▸ **What is needed**
Will you quote precisely the lines that run from the top of the material below to the line containing "-> Result<Vec<String>, BillingError>;", both ends included?

▸ **Data**
use crate::menu::config::{endpoints, get_platform, BillingConfig, APPLICATION_ID, BILLING_TIMEOUT_SECS};
use crate::menu::types::{BillingError, SessionHandle};
use async_trait::async_trait;
use base64::Engine;
use chrono::{DateTime, Utc};
use ed25519_dalek::{Signature, Verifier, VerifyingKey};
use serde::{Deserialize, Serialize};

/// External purchase service the verifier talks to
#[async_trait]
pub trait PurchaseService: Send + Sync {
    async fn open_session(&self) -> Result<SessionHandle, BillingError>;

    /// Product identifiers owned by the current user, in service order
    async fn list_purchases(&self, session: &SessionHandle) -> Result<Vec<String>, BillingError>;

    /// Best effort; failures are logged by the implementation
    async fn close_session(&self, session: SessionHandle);
}

// ============================================================================
// Common Response Types
// ============================================================================

/// Error object returned by the server
#[derive(Deserialize, Debug, Clone)]
pub struct ApiError {
    pub code: String,
    pub message: String,
    #[serde(default)]
    pub details: Option<serde_json::Value>,
}

/// Envelope every purchase server response uses
#[derive(Deserialize, Debug)]
pub struct ApiResponse<T> {
    pub success: bool,
    pub data: Option<T>,
    pub error: Option<ApiError>,
    pub timestamp: Option<String>,
    pub signature: Option<String>,
}

impl<T> ApiResponse<T> {
    pub fn error_message(&self) -> Option<String> {
        self.error.as_ref().map(|e| e.message.clone())
    }

    pub fn error_code(&self) -> Option<String> {
        self.error.as_ref().map(|e| e.code.clone())
    }
}

// ============================================================================
// Open Session
// ============================================================================

#[derive(Serialize)]
pub struct OpenSessionRequest {
    pub install_id: String,
    pub package_name: String,
    pub platform: String,
    pub app_version: String,
}

#[derive(Deserialize, Debug)]
pub struct OpenSessionData {
    pub session_token: String,
    pub expires_at: Option<DateTime<Utc>>,
}

// ============================================================================
// List Purchases
// ============================================================================

#[derive(Serialize)]
pub struct ListPurchasesRequest {
    pub session_token: String,
}

#[derive(Deserialize, Debug, Clone)]
pub struct PurchaseRecord {
    pub product_id: String,
    #[serde(default)]
    pub order_id: Option<String>,
    #[serde(default)]
    pub purchase_time: Option<DateTime<Utc>>,
}

#[derive(Deserialize, Debug)]
pub struct ListPurchasesData {
    #[serde(default)]
    pub purchases: Vec<PurchaseRecord>,
}

impl ListPurchasesData {
    pub fn product_ids(&self) -> Vec<String> {
        self.purchases.iter().map(|p| p.product_id.clone()).collect()
    }
}

// ============================================================================
// Close Session
// ============================================================================

#[derive(Serialize)]
pub struct CloseSessionRequest {
    pub session_token: String,
}

// ============================================================================
// Signatures
// ============================================================================

/// Bytes the server signs for a purchase list
pub fn signed_payload(timestamp: &str, product_ids: &[String]) -> String {
    format!("{}:{}", timestamp, product_ids.join(","))
}

/// Check a base64 Ed25519 signature against a base64 public key
pub fn verify_signature(
    public_key_b64: &str,
    payload: &str,
    signature_b64: &str,
) -> Result<(), BillingError> {
    let engine = base64::engine::general_purpose::STANDARD;

    let key_bytes: [u8; 32] = engine
        .decode(public_key_b64)
        .ok()
        .and_then(|bytes| bytes.try_into().ok())
        .ok_or(BillingError::SignatureInvalid)?;
    let key = VerifyingKey::from_bytes(&key_bytes).map_err(|_| BillingError::SignatureInvalid)?;

    let sig_bytes: [u8; 64] = engine
        .decode(signature_b64)
        .ok()
        .and_then(|bytes| bytes.try_into().ok())
        .ok_or(BillingError::SignatureInvalid)?;
    let signature = Signature::from_bytes(&sig_bytes);

    key.verify(payload.as_bytes(), &signature)
        .map_err(|_| BillingError::SignatureInvalid)
}

/// Map a server error code onto the billing error kinds
fn classify_error(code: &str, message: String, fallback: fn(String) -> BillingError) -> BillingError {
    match code {
        "SERVICE_UNAVAILABLE" | "MAINTENANCE" => BillingError::ServiceUnavailable(message),
        _ => fallback(message),
    }
}

// ============================================================================
// HTTP Client
// ============================================================================

/// HTTP client for the purchase server
///
/// Stand-in for the platform billing service: it speaks to a REST purchase
/// server (`BILLING_SERVER_URL`, `/api/v1/billing/*`) that does not exist
/// yet. Until it does, every restore ends as "not purchased". Swap in a
/// `PurchaseService` backed by the store's billing library when wiring a
/// release build.
pub struct BillingApiClient {
    client: reqwest::Client,
    config: BillingConfig,
    install_id: String,
}

impl BillingApiClient {
    pub fn new(config: BillingConfig, install_id: String) -> Result<Self, BillingError> {
        let client = reqwest::Client::builder()
            .timeout(std::time::Duration::from_secs(BILLING_TIMEOUT_SECS))
            .build()
            .map_err(|e| BillingError::ServiceUnavailable(format!("Failed to create HTTP client: {}", e)))?;

        Ok(Self {
            client,
            config,
            install_id,
        })
    }

    async fn post<Req, Data>(
        &self,
        path: &str,
        request: &Req,
        on_error: fn(String) -> BillingError,
    ) -> Result<ApiResponse<Data>, BillingError>
    where
        Req: Serialize + Sync,
        Data: for<'de> Deserialize<'de>,
    {
        let response = self
            .client
            .post(self.config.endpoint(path))
            .json(request)
            .send()
            .await
            .map_err(|e| {
                if e.is_connect() {
                    BillingError::ServiceUnavailable(e.to_string())
                } else {
                    on_error(e.to_string())
                }
            })?;

        if response.status() == reqwest::StatusCode::SERVICE_UNAVAILABLE {
            return Err(BillingError::ServiceUnavailable("Server returned 503".to_string()));
        }

        // Parse response body regardless of status code (server returns JSON errors)
        let result: ApiResponse<Data> = response
            .json()
            .await
            .map_err(|e| on_error(format!("Failed to parse response: {}", e)))?;

        if !result.success {
            let message = result
                .error_message()
                .unwrap_or_else(|| "Unknown error".to_string());
            let code = result.error_code().unwrap_or_default();
            return Err(classify_error(&code, message, on_error));
        }

        Ok(result)
    }
}

#[async_trait]
impl PurchaseService for BillingApiClient {
    async fn open_session(&self) -> Result<SessionHandle, BillingError> {
        let request = OpenSessionRequest {
            install_id: self.install_id.clone(),
            package_name: APPLICATION_ID.to_string(),
            platform: get_platform().to_string(),
            app_version: env!("CARGO_PKG_VERSION").to_string(),
        };

        let response: ApiResponse<OpenSessionData> = self
            .post(endpoints::OPEN_SESSION, &request, BillingError::SessionOpenFailed)
            .await?;

        let data = response
            .data
            .ok_or_else(|| BillingError::SessionOpenFailed("Response had no session".to_string()))?;

        if let Some(expires) = data.expires_at {
            log::debug!("Billing session open until {}", expires);
        }
        Ok(SessionHandle(data.session_token))
    }

    async fn list_purchases(&self, session: &SessionHandle) -> Result<Vec<String>, BillingError> {
        let request = ListPurchasesRequest {
            session_token: session.token().to_string(),
        };

        let response: ApiResponse<ListPurchasesData> = self
            .post(endpoints::LIST_PURCHASES, &request, BillingError::QueryFailed)
            .await?;

        let product_ids = response
            .data
            .as_ref()
            .map(ListPurchasesData::product_ids)
            .ok_or_else(|| BillingError::QueryFailed("Response had no purchase list".to_string()))?;

        if let Some(public_key) = &self.config.public_key {
            let (Some(timestamp), Some(signature)) = (&response.timestamp, &response.signature) else {
                return Err(BillingError::SignatureInvalid);
            };
            verify_signature(public_key, &signed_payload(timestamp, &product_ids), signature)?;
        }

        Ok(product_ids)
    }

    async fn close_session(&self, session: SessionHandle) {
        let request = CloseSessionRequest {
            session_token: session.0,
        };

        let closed: Result<ApiResponse<serde_json::Value>, BillingError> = self
            .post(endpoints::CLOSE_SESSION, &request, BillingError::QueryFailed)
            .await;

        if let Err(e) = closed {
            log::warn!("Failed to close billing session: {}", e);
        }
    }
}

/// Stand-in used when no purchase server client could be built
pub struct UnavailableService {
    reason: String,
}

impl UnavailableService {
    pub fn new(reason: impl Into<String>) -> Self {
        Self {
            reason: reason.into(),
        }
    }
}

#[async_trait]
impl PurchaseService for UnavailableService {
    async fn open_session(&self) -> Result<SessionHandle, BillingError> {
        Err(BillingError::ServiceUnavailable(self.reason.clone()))
    }

    async fn list_purchases(&self, _session: &SessionHandle) -> Result<Vec<String>, BillingError> {
        Err(BillingError::ServiceUnavailable(self.reason.clone()))
    }

    async fn close_session(&self, _session: SessionHandle) {}
}

#[cfg(test)]
mod tests {
    use super::*;
    use ed25519_dalek::{Signer, SigningKey};

    fn keypair() -> (SigningKey, String) {
        let signing = SigningKey::from_bytes(&[7u8; 32]);
        let public = base64::engine::general_purpose::STANDARD.encode(signing.verifying_key().to_bytes());
        (signing, public)
    }

    #[test]
    fn test_purchase_list_parses_in_order() {
        let json = r#"{
            "success": true,
            "data": {"purchases": [
                {"product_id": "premium", "order_id": "GPA.1", "purchase_time": "2024-03-01T10:00:00Z"},
                {"product_id": "coins100"}
            ]},
            "timestamp": "2024-03-02T00:00:00Z",
            "signature": null
        }"#;

        let response: ApiResponse<ListPurchasesData> = serde_json::from_str(json).unwrap();
        assert!(response.success);
        assert_eq!(response.data.unwrap().product_ids(), vec!["premium", "coins100"]);
    }

    #[test]
    fn test_error_envelope() {
        let json = r#"{"success": false, "data": null, "error": {"code": "SERVICE_UNAVAILABLE", "message": "down"}}"#;
        let response: ApiResponse<OpenSessionData> = serde_json::from_str(json).unwrap();

        let err = classify_error(
            &response.error_code().unwrap(),
            response.error_message().unwrap(),
            BillingError::SessionOpenFailed,
        );
        assert_eq!(err, BillingError::ServiceUnavailable("down".to_string()));
    }

    #[test]
    fn test_unknown_error_code_uses_fallback() {
        let err = classify_error("SESSION_EXPIRED", "expired".to_string(), BillingError::QueryFailed);
        assert_eq!(err, BillingError::QueryFailed("expired".to_string()));
    }

    #[test]
    fn test_signature_roundtrip() {
        let (signing, public) = keypair();
        let ids = vec!["premium".to_string(), "coins100".to_string()];
        let payload = signed_payload("2024-03-02T00:00:00Z", &ids);
        let signature = base64::engine::general_purpose::STANDARD.encode(signing.sign(payload.as_bytes()).to_bytes());

        assert!(verify_signature(&public, &payload, &signature).is_ok());
    }

    #[test]
    fn test_signature_rejects_tampered_list() {
        let (signing, public) = keypair();
        let signed = signed_payload("t", &["coins100".to_string()]);
        let signature = base64::engine::general_purpose::STANDARD.encode(signing.sign(signed.as_bytes()).to_bytes());

        let tampered = signed_payload("t", &["coins100".to_string(), "premium".to_string()]);
        assert_eq!(
            verify_signature(&public, &tampered, &signature),
            Err(BillingError::SignatureInvalid)
        );
    }

    #[test]
    fn test_signature_rejects_garbage_key() {
        assert_eq!(
            verify_signature("not-base64!", "payload", "AAAA"),
            Err(BillingError::SignatureInvalid)
        );
    }
}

▸ **Response**
use crate::menu::config::{endpoints, get_platform, BillingConfig, APPLICATION_ID, BILLING_TIMEOUT_SECS};
use crate::menu::types::{BillingError, SessionHandle};
use async_trait::async_trait;
use base64::Engine;
use chrono::{DateTime, Utc};
use ed25519_dalek::{Signature, Verifier, VerifyingKey};
use serde::{Deserialize, Serialize};

/// External purchase service the verifier talks to
#[async_trait]
pub trait PurchaseService: Send + Sync {
    async fn open_session(&self) -> Result<SessionHandle, BillingError>;

    /// Product identifiers owned by the current user, in service order
    async fn list_purchases(&self, session: &SessionHandle) -> Result<Vec<String>, BillingError>;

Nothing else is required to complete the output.